Now this is funny:
“Let’s tell it like it is. If the doctors told Sen. McConnell he had a kidney stone, he wouldn’t pass it.” – Kentucky Secretary of State and 2014 Senate Candidate Alison Lundergran Grimes (D).
Meanwhile, a new poll shows that Governor Chris Christie is the only Republican candidate that has any chance against Hillary Clinton.
NATIONAL–PRESIDENT–Monmouth University: Fmr. Sec. of State Hillary Clinton (D) 43, Gov. Chris Christie (R) 39; Clinton 47, Fmr. Gov. Jeb Bush (R) 37; Clinton 47, Sen. Marco Rubio (R) 36; Clinton 48, Sen. Ted Cruz 32.
Cruz, in my opinion, is the most likely nominee. Cruz is hawkish like Christie, a bully like Christie, but 100% conservative and beloved by the teabaggers, which Christie is not. Electoral statistician Harry J. Enten at The Guardian, however, thinks Jeb Bush would be a strong 2016 presidential contender:
His true ideology looks like what one would expect for a winner for the nomination and general. After losing two presidential races in a row, parties tend to nominate candidates who are more moderate than prior nominees. Jimmy Carter was more moderate than McGovern, Clinton was more moderate than Dukakis, and Bush was more moderate than Dole.
Jeb Bush is actually to the left of every possible nominee per ideological scoring except for New Jersey’s Chris Christie and former Utah governor Jon Huntsman. Noticeably, Bush isn’t too far to the left.
Enten is wrong here. Ask any conservative why they lost in 2008 and 2012, and the answer is because they nominated moderate compromisers and flip floppers named John McCain and Mitt Romney. Yes, Bush is a great candidate for the GOP in the general, but first he has to be nominated by a primary electorate that will think Bush is just another McCain or another Romney. Yeah, not going to happen. This is the same reason why I think Chris Christie is doomed in the primary. In fact, Christie and Bush’s only hope is that the other (Bush or Christie) doesn’t run, and that the angry conservative teabag vote is split between Cruz, Santorum and Paul.
And now to the wonderful congressional GOP and the looming Budget crisis of their own making. First, Paul Krugman:
How did the G.O.P. get to this point? On budget issues, the proximate source of the party’s troubles lies in the decision to turn the formulation of fiscal policy over to a con man. Representative Paul Ryan, the chairman of the House Budget Committee, has always been a magic-asterisk kind of guy — someone who makes big claims about having a plan to slash deficits but refuses to spell out any of the all-important details. Back in 2011 the Congressional Budget Office, in evaluating one of Mr. Ryan’s plans, came close to open sarcasm; it described the extreme spending cuts Mr.
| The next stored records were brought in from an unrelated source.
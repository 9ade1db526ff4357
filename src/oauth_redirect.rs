use chrono::Utc;
use k8s_openapi::api::apps::v1::Deployment;
use k8s_openapi::api::core::v1::ConfigMap;
use kube::{
    api::{Patch, PatchParams, PostParams},
    Api,
};
use tracing::{error, info};

use crate::tools::format_restarted_at;
use crate::types::ContextData;

pub const SPI_NAMESPACE: &'static str = "spi-system";
pub const SPI_OAUTH_CONFIGMAP: &'static str = "spi-oauth-service-environment-config";
pub const SPI_OAUTH_DEPLOYMENT: &'static str = "spi-oauth-service";
pub const OAUTH_REDIRECT_PROXY_URL_KEY: &'static str = "OAUTH_REDIRECT_PROXY_URL";
pub const RESTARTED_AT_ANNOTATION_KEY: &'static str = "kubectl.kubernetes.io/restartedAt";

/// Point the SPI oauth service at the OAuth redirect proxy.
///
/// Every failure is logged and swallowed: the install goes on regardless.
///
/// ### Arguments
///
/// * `redirect_url` - The proxy url, `None` to skip the step entirely.
/// * `ctx` - The [`ContextData`].
pub async fn add_spi_oauth_redirect_proxy_url(redirect_url: Option<&str>, ctx: &ContextData) {
    let redirect_url = match redirect_url {
        Some(url) if !url.is_empty() => url,
        _ => {
            error!("OAUTH_REDIRECT_PROXY_URL not set: not updating spi configuration");
            return;
        }
    };

    if let Err(e) = patch_oauth_configmap(redirect_url, ctx).await {
        error!(
            "Error patching ConfigMap `{}/{}`: {}",
            SPI_NAMESPACE, SPI_OAUTH_CONFIGMAP, e
        );
        return;
    }

    let deployment = match Api::<Deployment>::namespaced(ctx.client.clone(), SPI_NAMESPACE)
        .get(SPI_OAUTH_DEPLOYMENT)
        .await
    {
        Ok(deployment) => deployment,
        Err(e) => {
            error!(
                "Error getting Deployment `{}/{}`: {}",
                SPI_NAMESPACE, SPI_OAUTH_DEPLOYMENT, e
            );
            return;
        }
    };

    if let Err(e) = scale_down_with_restart_marker(&deployment, ctx).await {
        error!(
            "Error scaling down Deployment `{}/{}`: {}",
            SPI_NAMESPACE, SPI_OAUTH_DEPLOYMENT, e
        );
    }
}

/// Merge `OAUTH_REDIRECT_PROXY_URL` into the oauth service environment [`ConfigMap`].
pub async fn patch_oauth_configmap(
    redirect_url: &str,
    ctx: &ContextData,
) -> Result<ConfigMap, kube::Error> {
    let configmap = Api::<ConfigMap>::namespaced(ctx.client.clone(), SPI_NAMESPACE)
        .patch(
            SPI_OAUTH_CONFIGMAP,
            &PatchParams::default(),
            &Patch::Merge(&serde_json::json!({
                "data": {
                    OAUTH_REDIRECT_PROXY_URL_KEY: redirect_url,
                }
            })),
        )
        .await?;
    info!(
        "Patched ConfigMap `{}/{}` with {}",
        SPI_NAMESPACE, SPI_OAUTH_CONFIGMAP, OAUTH_REDIRECT_PROXY_URL_KEY
    );
    Ok(configmap)
}

/// Build the scaled-down copy of a [`Deployment`].
///
/// The copy carries a fresh `kubectl.kubernetes.io/restartedAt` annotation and
/// zero replicas. Nothing scales it back up; the operator bringing the service
/// back picks up the patched configuration.
pub fn scaled_down_with_restart_marker(
    deployment: &Deployment,
    restarted_at: String,
) -> Deployment {
    let mut scaled = deployment.clone();
    scaled
        .metadata
        .annotations
        .get_or_insert_with(Default::default)
        .insert(RESTARTED_AT_ANNOTATION_KEY.to_owned(), restarted_at);
    scaled.spec.get_or_insert_with(Default::default).replicas = Some(0);
    scaled
}

/// Stamp the restart marker on a [`Deployment`], set its replicas to zero and update it.
pub async fn scale_down_with_restart_marker(
    deployment: &Deployment,
    ctx: &ContextData,
) -> Result<Deployment, kube::Error> {
    let scaled = scaled_down_with_restart_marker(deployment, format_restarted_at(Utc::now()));
    let name = scaled.metadata.name.clone().unwrap_or_default();
    let namespace = scaled
        .metadata
        .namespace
        .clone()
        .unwrap_or_else(|| SPI_NAMESPACE.to_owned());
    let deployment = Api::<Deployment>::namespaced(ctx.client.clone(), &namespace)
        .replace(&name, &PostParams::default(), &scaled)
        .await?;
    info!("Scaled down Deployment `{}/{}` to 0 replicas", namespace, name);
    Ok(deployment)
}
Ryan was assuming, then remarked, tersely, “No proposals were specified that would generate that path.”
What’s happening now is that the G.O.P. is trying to convert Mr. Ryan’s big talk into actual legislation — and is finding, unsurprisingly, that it can’t be done. Yet Republicans aren’t willing to face up to that reality. Instead, they’re just running away.
Republicans in the House may or may not suffer electorally from their obstruction. But if they shut down the government, their state level counterparts, their GOP Governors who are up for reelection in 2014, will.
“Worried about the potential impact on the fragile economies in their states, Republican governors this weekend warned their counterparts in Congress not to shut down the federal government as part of an effort to block financing for President Obama’s health care law.”
“A range of Republican governors, including some who have refused to implement elements of the health initiative in their states, said in interviews that a standoff in Washington before the new fiscal year this fall could backfire on the party if it is seen as being responsible for bringing the government to a halt.”